Your objective —
Nothing should differ between your answer and the records below.

** Opening Records supplied block **

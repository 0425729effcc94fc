use serde::{Deserialize, Serialize};
use utoipa::ToSchema;

/// Opaque reference to a stored file; byte storage and retrieval belong to
/// the attachment-storage collaborator, not this service.
#[derive(Debug, Clone, Serialize, Deserialize, sqlx::FromRow, ToSchema)]
pub struct Attachment {
    #[schema(example = 1)]
    pub id: u64,

    #[schema(example = "doctor-note.pdf")]
    pub file_name: String,

    #[schema(example = "uploads/1736071200-doctor-note.pdf")]
    pub file_path: String,

    #[schema(example = "application/pdf")]
    pub file_type: String,

    #[schema(example = 48123)]
    pub file_size: u64,

    #[schema(example = 3, nullable = true)]
    pub wfh_request_id: Option<u64>,

    #[schema(example = json!(null), nullable = true)]
    pub daily_report_id: Option<u64>,
}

** Closing Records supplied block **

Answer area —
repository 0425729effcc94fc
use serde::{Deserialize, Serialize};
use utoipa::ToSchema;

/// Opaque reference to a stored file; byte storage and retrieval belong to
/// the attachment-storage collaborator, not this service.
#[derive(Debug, Clone, Serialize, Deserialize, sqlx::FromRow, ToSchema)]
pub struct Attachment {
    #[schema(example = 1)]
    pub id: u64,

    #[schema(example = "doctor-note.pdf")]
    pub file_name: String,

    #[schema(example = "uploads/1736071200-doctor-note.pdf")]
    pub file_path: String,

    #[schema(example = "application/pdf")]
    pub file_type: String,

    #[schema(example = 48123)]
    pub file_size: u64,

    #[schema(example = 3, nullable = true)]
    pub wfh_request_id: Option<u64>,

    #[schema(example = json!(null), nullable = true)]
    pub daily_report_id: Option<u64>,
}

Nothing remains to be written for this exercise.